The street system in Bareilly is traditional, with most roads oriented towards different cities. The city centre is the intersection of Nainital Road and Bada Bazaar–Shyam Ganj Road at a street known as Kutubkhana. It is a congested street, and the entry of cars or heavy vehicles is prohibited during the day. The Patel Chowk Choraha–Chaupla and Chowki Chauraha–Chaupla Roads run from Lucknow Road to Delhi Road (Old National Highway 24). Nainital Road (including the old National Highway 74 or Pilibhit By-pass Road) and Badaun Road began at Kutubkhana. Heavy traffic is allowed on these roads only from Koharapeer Sabji-Mandi and Chaupla Crossroads. Bareilly is on the Ganges plain, with fertile alluvial soil; however, the lower plain is flood-prone. The city is on the Ramganga, with seven other rivers passing through the district. The lower Himalayas are 40 km north of the river.

==Demographics==

According to the 2011 Indian Census, Bareilly had a population of 903,668, of which 476,927 were males and 426,741 were females. The sex ratio was 895. Population within the age group of 0 to 6 years was 107,323. The total number of literates in Bareilly was 543,515, which constituted 60.1% of the population, of which male literacy is 66.5% and female literacy is 55.7%. The effective literacy rate of 7+ population of Bareilly was 68.3%, of which male literacy rate was 72.7% and female literacy rate was 63.2%. The Scheduled Castes and Scheduled Tribes had a population of 71,215 and 2,771 respectively. In 2011, Bareilly had a total of 166222 households.

===Religion===

Bareilly has a majority of Hindus, with 58.58% following Hinduism according to the 2011 Indian Census. Islam is the second most followed religion in the city, with about 38.80% followers. Sikhism (0.90% followers), Christianity (0.78% followers), Jainism (0.05% followers) and Buddhism (0.05% followers) are also practised in the city. Apart from that, about 0.03% people follow some other religions, while about 0.81% of the people did not state their religion.

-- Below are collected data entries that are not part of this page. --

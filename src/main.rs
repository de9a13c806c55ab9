//! Sapwood CLI entry point

use clap::{Parser, Subcommand};
use std::path::PathBuf;
use tracing_subscriber::{EnvFilter, layer::SubscriberExt, util::SubscriberInitExt};

mod commands;
mod config;
mod output;

#[derive(Parser)]
#[command(name = "sapwood")]
#[command(about = "Bottom-up natural-language summaries of a code repository", long_about = None)]
struct Cli {
    #[command(subcommand)]
    command: Commands,

    /// Enable verbose logging
    #[arg(short, long, global = true)]
    verbose: bool,

    /// Repository root path (defaults to current directory)
    #[arg(short, long, default_value = ".", global = true)]
    root: PathBuf,

    /// Config file (defaults to sapwood.toml under the root)
    #[arg(short, long, global = true)]
    config: Option<PathBuf>,
}

#[derive(Subcommand)]
enum Commands {
    /// Index the repository and summarize every entity bottom-up
    Summarize(commands::SummarizeArgs),
    /// Index the repository and print the processing levels
    Plan {
        /// Print the plan as JSON
        #[arg(long)]
        json: bool,
    },
    /// Inspect or maintain the summary cache
    Cache {
        #[command(subcommand)]
        action: CacheAction,
    },
    /// Show version
    Version,
}

#[derive(Subcommand)]
enum CacheAction {
    /// Show entry counts
    Stats,
    /// Delete every cached summary
    Clear,
    /// Drop entries older than the configured TTL
    Cleanup,
}

#[tokio::main]
async fn main() -> anyhow::Result<()> {
    let cli = Cli::parse();

    let log_level = if cli.verbose { "debug" } else { "info" };
    let filter = EnvFilter::try_from_default_env().unwrap_or_else(|_| {
        EnvFilter::new(format!(
            "sapwood={0},sapwood_core={0},sapwood_indexer={0},sapwood_ai={0}",
            log_level
        ))
    });
    tracing_subscriber::registry()
        .with(filter)
        .with(tracing_subscriber::fmt::layer().with_writer(std::io::stderr))
        .init();

    if let Commands::Version = cli.command {
        println!("Sapwood v{}", env!("CARGO_PKG_VERSION"));
        return Ok(());
    }

    config::load_dotenv(&cli.root);
    let (settings, source) = config::SapwoodConfig::load(&cli.root, cli.config.as_deref())?;
    if let Some(path) = source {
        tracing::info!("Loaded config from {}", path.display());
    }
    tracing::debug!("Repository root: {}", cli.root.display());

    let result = match cli.command {
        Commands::Summarize(args) => commands::summarize(&cli.root, settings, args).await,
        Commands::Plan { json } => commands::plan(&cli.root, &settings, json).await,
        Commands::Cache { action } => match action {
            CacheAction::Stats => commands::cache_stats(&cli.root, &settings),
            CacheAction::Clear => commands::cache_clear(&cli.root, &settings),
            CacheAction::Cleanup => commands::cache_cleanup(&cli.root, &settings),
        },
        Commands::Version => Ok(()),
    };
    if let Err(e) = &result {
        tracing::error!("{:#}", e);
    }
    result
}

The city lends its name to the Barelvi movement, which originated in British India to counter the influence of the Deobandi movement and Wahhabism. It follows the Sunni Hanafi school of jurisprudence, and has hundreds of millions of followers in South Asia. Seven ancient Hindu temples dedicated to Shiva are located in the city – Dhopeshwar Nath, Madhi Nath, Alakha Nath, Tapeshwar Nath, Bankhandi Nath, Pashupati Nath and Trivati Nath, due to which the city is also known by the name of Nath Nagri. There is a Roman Catholic Diocese of Bareilly.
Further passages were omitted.